The following is a list of inference methods and/or probablisitc programming frameworks which are planned to be integrated into this package:

#### Ensemble/particle algorithms

- [x] Importance sampling, a.k.a particle batch smoothing [3] (PBS) and generalized likelihood uncertainty estimation [4] (GLUE)
- [ ] Particle Filtering and Sequential Monte Carlo [5,6] (PF/SMC)
- [x] Ensemble Kalman sampling and inversion (EKS/EKI) via [EnsembleKalmanProcesses.jl](https://github.com/CliMA/EnsembleKalmanProcesses.jl) [7]
- [x] Ensemble smoother with multiple data assimilation [8] (ES-MDA)
- [ ] Adaptive multiple importance sampling [9] (AMIS)
- [ ] Particle flow filters [10] (PFF)

#### Density estimation
- [x] Sequential neural likelihood/posterior estimation (SNLE/SNPE) via [sbi](https://sbi-dev.github.io/sbi/)

#### Hybrid ensemble + emulator
- [x] Calibrate, emulate, sample w/ Gaussian Processes [11] (CES-GP)

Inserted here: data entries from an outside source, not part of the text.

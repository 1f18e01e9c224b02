//! Command surface exposed to the host bridge.
//!
//! Option structs mirror what the host sends, with every field optional.
//! Required fields are checked here, before any asynchronous work starts.

use crate::barcode::{BarcodeFormat, BarcodeResult, LensFacing, Resolution};
use crate::camera::{CameraProvider, HostSurface, NoopHostSurface, PermissionState};
use crate::config::ScannerConfig;
use crate::detector::{CodeScanner, CodeScannerOptions, DetectorOptions, DetectorProvider};
use crate::error::{DetectorError, Result, ScanError};
use crate::events::{EventBus, EventFilter, EventReceiver};
use crate::frame::Frame;
use crate::geometry::{FixedScreen, ScreenMetrics};
use crate::module_install::{ModuleInstallClient, ModuleInstallController, OptionalModule};
use crate::session::{ScanSettings, SessionController, SessionSnapshot};
use serde::{Deserialize, Serialize};
use std::collections::HashMap;
use std::sync::Arc;
use tracing::{debug, info};

#[derive(Debug, Clone, Default, PartialEq, Serialize, Deserialize)]
#[serde(rename_all = "camelCase")]
pub struct StartScanOptions {
    #[serde(default)]
    pub formats: Vec<String>,
    pub lens_facing: Option<String>,
    /// Resolution preset: 0 = 640x480, 1 = 1280x720, 2 = 1920x1080
    pub resolution: Option<i64>,
}

#[derive(Debug, Clone, Default, PartialEq, Serialize, Deserialize)]
#[serde(rename_all = "camelCase")]
pub struct ReadBarcodesFromImageOptions {
    pub path: Option<String>,
    #[serde(default)]
    pub formats: Vec<String>,
}

#[derive(Debug, Clone, Default, PartialEq, Serialize, Deserialize)]
#[serde(rename_all = "camelCase")]
pub struct ScanOptions {
    #[serde(default)]
    pub formats: Vec<String>,
    #[serde(default)]
    pub auto_zoom: bool,
}

#[derive(Debug, Clone, Default, PartialEq, Serialize, Deserialize)]
#[serde(rename_all = "camelCase")]
pub struct SetZoomRatioOptions {
    pub zoom_ratio: Option<f32>,
}

fn map_detector_error(error: DetectorError) -> ScanError {
    match error {
        DetectorError::Canceled => ScanError::ScanCanceled,
        other => ScanError::Detector(other),
    }
}

/// Decode the image at `path` with a detector from `provider`
pub async fn read_barcodes_from_path(
    provider: &dyn DetectorProvider,
    path: &str,
    formats: Vec<BarcodeFormat>,
) -> Result<Vec<BarcodeResult>> {
    let frame = Frame::from_image_path(path)?;
    let detector = provider
        .create(&DetectorOptions::new(formats))
        .map_err(map_detector_error)?;

    let detections = detector.process(&frame).await.map_err(map_detector_error)?;
    debug!("{} barcodes read from {}", detections.len(), path);

    Ok(detections
        .into_iter()
        .map(|detection| {
            let corners = detection.corner_points;
            BarcodeResult::from_detection(detection, corners)
        })
        .collect())
}

pub struct Scanner {
    session: SessionController,
    camera_provider: Arc<dyn CameraProvider>,
    detector_provider: Arc<dyn DetectorProvider>,
    code_scanner: Option<Arc<dyn CodeScanner>>,
    /// Installers per optional module; empty when the decoders are bundled
    modules: HashMap<OptionalModule, ModuleInstallController>,
    event_bus: EventBus,
    defaults: ScanSettings,
}

impl Scanner {
    pub fn builder() -> ScannerBuilder {
        ScannerBuilder::new()
    }

    fn settings_from(&self, options: StartScanOptions) -> ScanSettings {
        let formats = if options.formats.is_empty() {
            self.defaults.formats.clone()
        } else {
            BarcodeFormat::parse_list(&options.formats)
        };
        let lens_facing = match options.lens_facing.as_deref() {
            Some("FRONT") => LensFacing::Front,
            Some(_) => LensFacing::Back,
            None => self.defaults.lens_facing,
        };
        let resolution = options
            .resolution
            .map(Resolution::from_preset)
            .unwrap_or(self.defaults.resolution);

        ScanSettings {
            formats,
            lens_facing,
            resolution,
        }
    }

    pub async fn start_scan(&self, options: StartScanOptions) -> Result<()> {
        let settings = self.settings_from(options);
        self.session.start_scan(settings).await
    }

    pub async fn stop_scan(&self) -> Result<()> {
        self.session.stop_scan().await
    }

    /// Decode a still image without a session. Corner points stay in image
    /// pixel space.
    pub async fn read_barcodes_from_image(
        &self,
        options: ReadBarcodesFromImageOptions,
    ) -> Result<Vec<BarcodeResult>> {
        let path = match options.path.as_deref() {
            Some(path) if !path.is_empty() => path,
            _ => return Err(ScanError::PathMissing),
        };
        let formats = BarcodeFormat::parse_list(&options.formats);

        read_barcodes_from_path(self.detector_provider.as_ref(), path, formats).await
    }

    /// Run the platform scanner UI for a single code
    pub async fn scan(&self, options: ScanOptions) -> Result<BarcodeResult> {
        let module = OptionalModule::BarcodeScanner;
        if !self.is_module_available(module).await? {
            return Err(module.not_available_error().into());
        }

        let scanner = self
            .code_scanner
            .as_ref()
            .ok_or_else(|| ScanError::component("scanner", "no scanner UI available"))?;

        let detection = scanner
            .scan(&CodeScannerOptions {
                formats: BarcodeFormat::parse_list(&options.formats),
                auto_zoom: options.auto_zoom,
            })
            .await
            .map_err(map_detector_error)?;

        let corners = detection.corner_points;
        Ok(BarcodeResult::from_detection(detection, corners))
    }

    pub async fn is_supported(&self) -> bool {
        self.camera_provider.is_supported().await
    }

    pub async fn check_permissions(&self) -> PermissionState {
        self.camera_provider.permission_state().await
    }

    pub async fn request_permissions(&self) -> PermissionState {
        self.camera_provider.request_permission().await
    }

    pub async fn enable_torch(&self) -> Result<()> {
        self.session.enable_torch().await
    }

    pub async fn disable_torch(&self) -> Result<()> {
        self.session.disable_torch().await
    }

    pub async fn toggle_torch(&self) -> Result<()> {
        self.session.toggle_torch().await
    }

    pub async fn is_torch_enabled(&self) -> Result<bool> {
        self.session.is_torch_enabled().await
    }

    pub async fn is_torch_available(&self) -> bool {
        self.camera_provider.is_torch_available().await
    }

    pub async fn set_zoom_ratio(&self, options: SetZoomRatioOptions) -> Result<()> {
        let ratio = options.zoom_ratio.ok_or(ScanError::ZoomRatioMissing)?;
        self.session.set_zoom_ratio(ratio).await
    }

    pub async fn get_zoom_ratio(&self) -> Result<f32> {
        self.session.zoom_ratio().await
    }

    pub async fn get_min_zoom_ratio(&self) -> Result<f32> {
        self.session.min_zoom_ratio().await
    }

    pub async fn get_max_zoom_ratio(&self) -> Result<f32> {
        self.session.max_zoom_ratio().await
    }

    /// Whether `module` can be used. Without an installer every module
    /// counts as bundled.
    pub async fn is_module_available(&self, module: OptionalModule) -> Result<bool> {
        match self.modules.get(&module) {
            Some(controller) => Ok(controller.check_availability().await?),
            None => Ok(true),
        }
    }

    /// Install `module`, publishing progress events until it finishes
    pub async fn install_module(&self, module: OptionalModule) -> Result<()> {
        match self.modules.get(&module) {
            Some(controller) => Ok(controller.install().await?),
            None => {
                debug!("No installer for the {} module; reporting it installed", module);
                Err(module.already_installed_error().into())
            }
        }
    }

    pub async fn is_google_module_available(&self) -> Result<bool> {
        self.is_module_available(OptionalModule::BarcodeScanner).await
    }

    pub async fn install_google_module(&self) -> Result<()> {
        self.install_module(OptionalModule::BarcodeScanner).await
    }

    pub async fn is_document_scanner_module_available(&self) -> Result<bool> {
        self.is_module_available(OptionalModule::DocumentScanner).await
    }

    pub async fn install_document_scanner_module(&self) -> Result<()> {
        self.install_module(OptionalModule::DocumentScanner).await
    }

    pub async fn is_subject_segmentation_module_available(&self) -> Result<bool> {
        self.is_module_available(OptionalModule::SubjectSegmentation).await
    }

    pub async fn install_subject_segmentation_module(&self) -> Result<()> {
        self.install_module(OptionalModule::SubjectSegmentation).await
    }

    pub fn subscribe(&self, filter: EventFilter) -> EventReceiver {
        self.event_bus.receiver(filter, "bridge")
    }

    pub fn event_bus(&self) -> &EventBus {
        &self.event_bus
    }

    pub async fn session_snapshot(&self) -> Result<SessionSnapshot> {
        self.session.snapshot().await
    }
}

pub struct ScannerBuilder {
    config: ScannerConfig,
    camera_provider: Option<Arc<dyn CameraProvider>>,
    detector_provider: Option<Arc<dyn DetectorProvider>>,
    code_scanner: Option<Arc<dyn CodeScanner>>,
    module_client: Option<Arc<dyn ModuleInstallClient>>,
    host: Arc<dyn HostSurface>,
    screen: Option<Arc<dyn ScreenMetrics>>,
    event_bus: Option<EventBus>,
}

impl ScannerBuilder {
    pub fn new() -> Self {
        Self {
            config: ScannerConfig::default(),
            camera_provider: None,
            detector_provider: None,
            code_scanner: None,
            module_client: None,
            host: Arc::new(NoopHostSurface),
            screen: None,
            event_bus: None,
        }
    }

    pub fn config(mut self, config: ScannerConfig) -> Self {
        self.config = config;
        self
    }

    pub fn camera_provider(mut self, provider: Arc<dyn CameraProvider>) -> Self {
        self.camera_provider = Some(provider);
        self
    }

    pub fn detector_provider(mut self, provider: Arc<dyn DetectorProvider>) -> Self {
        self.detector_provider = Some(provider);
        self
    }

    pub fn code_scanner(mut self, scanner: Arc<dyn CodeScanner>) -> Self {
        self.code_scanner = Some(scanner);
        self
    }

    /// Installer for unbundled decoder modules; without one every module
    /// counts as always available
    pub fn module_client(mut self, client: Arc<dyn ModuleInstallClient>) -> Self {
        self.module_client = Some(client);
        self
    }

    pub fn host_surface(mut self, host: Arc<dyn HostSurface>) -> Self {
        self.host = host;
        self
    }

    /// Defaults to the configured screen size
    pub fn screen_metrics(mut self, screen: Arc<dyn ScreenMetrics>) -> Self {
        self.screen = Some(screen);
        self
    }

    pub fn event_bus(mut self, event_bus: EventBus) -> Self {
        self.event_bus = Some(event_bus);
        self
    }

    pub fn build(self) -> Result<Scanner> {
        self.config.validate()?;

        let camera_provider = self
            .camera_provider
            .ok_or_else(|| ScanError::component("scanner", "camera provider is required"))?;
        let detector_provider = self
            .detector_provider
            .ok_or_else(|| ScanError::component("scanner", "detector provider is required"))?;

        let event_bus = self.event_bus.unwrap_or_else(|| {
            if self.config.system.debug_events {
                EventBus::with_debug_logging(self.config.system.event_bus_capacity)
            } else {
                EventBus::new(self.config.system.event_bus_capacity)
            }
        });
        let screen = self
            .screen
            .unwrap_or_else(|| Arc::new(FixedScreen(self.config.screen_size())));

        let session = SessionController::builder()
            .camera_provider(Arc::clone(&camera_provider))
            .detector_provider(Arc::clone(&detector_provider))
            .host_surface(self.host)
            .screen_metrics(screen)
            .event_bus(event_bus.clone())
            .vote_threshold(self.config.stabilizer.vote_threshold)
            .emit_policy(self.config.stabilizer.emit_policy)
            .command_capacity(self.config.system.command_capacity)
            .build()?;

        let modules = match self.module_client {
            Some(client) => OptionalModule::ALL
                .into_iter()
                .map(|module| {
                    let controller =
                        ModuleInstallController::new(module, Arc::clone(&client), event_bus.clone());
                    (module, controller)
                })
                .collect(),
            None => HashMap::new(),
        };

        info!("Scanner ready");

        Ok(Scanner {
            session,
            camera_provider,
            detector_provider,
            code_scanner: self.code_scanner,
            modules,
            event_bus,
            defaults: ScanSettings {
                formats: self.config.scan.formats,
                lens_facing: self.config.scan.lens_facing,
                resolution: self.config.scan.resolution,
            },
        })
    }
}

impl Default for ScannerBuilder {
    fn default() -> Self {
        Self::new()
    }
}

#### Markov Chain Monte Carlo
- [x] Affine Invariant MCMC [12] (a.k.a "emcee") via [AffineInvariantMCMC.jl](https://github.com/madsjulia/AffineInvariantMCMC.jl)

#### Package integration
- [x] [Turing](https://github.com/TuringLang/Turing.jl)
- [x] [DynamicHMC](https://github.com/tpapp/DynamicHMC.jl)
- [x] [Gen](https://github.com/probcomp/Gen.jl)

## Funding acknowledgements
This work was supported by the Helmholtz Einstein Berlin International Research School in Data Science (grant HIDSS-0001) and the German Academic Exchange Service (grant 57647579).

## References
[1] Cranmer, Kyle, Johann Brehmer, and Gilles Louppe. "The frontier of simulation-based inference." Proceedings of the National Academy of Sciences 117.48 (2020): 30055-30062.

[2] Evensen, Geir, et al. "Data Assimilation Fundamentals.", Springer (2022): https://doi.org/10.1007/978-3-030-96709-3

[3] Margulis, Steven, et al. "A Particle Batch Smoother Approach to Snow Water Equivalent Estimation." J. Hydrometeor. (2015): https://doi.org/10.1175/JHM-D-14-0177.1

[4] Beven, Keith, and Andrew Binley. "GLUE: 20 years on", Hydrol. Process. (2014): https://doi.org/10.1002/hyp.10082

[5] Peter Jan van Leeuwen. "Particle Filtering in Geophysical Systems". Mon. Wea. Rev. (2009): https://doi.org/10.1175/2009MWR2835.1

[6] Chopin, Nicolas, and Omiros Papaspiliopoulos. "An Introduction to Sequential Monte Carlo." Springer (2020): https://doi.org/10.1007/978-3-030-47845-2

[7] Dunbar, Oliver R. A. et al. "EnsembleKalmanProcesses.jl: Derivative-free ensemble-based model calibration." Journal of Open Source Software (2022): https://doi.org/10.21105/joss.04869

[8] Emerick, Alexandre A., and Albert C. Reynolds. "Ensemble smoother with multiple data assimilation." Computers & Geosciences (2013): https://doi.org/10.1016/j.cageo.2012.03.011

[9] Cornuet, Jean‐Marie, et al. "Adaptive multiple importance sampling." Scandinavian Journal of Statistics 39.4 (2012): 798-812.

[10] Hu, Chih‐Chi, and Peter Jan Van Leeuwen. "A particle flow filter for high‐dimensional system applications." Quarterly Journal of the Royal Meteorological Society 147.737 (2021): 2352-2374.

[11] Cleary, Emmet, et al. "Calibrate, emulate, sample." Journal of Computational Physics 424 (2021): 109716.

[12] Goodman, Jonathan, and Jonathan Weare. "Ensemble samplers with affine invariance." Communications in applied mathematics and computational science 5.1 (2010): 65-80.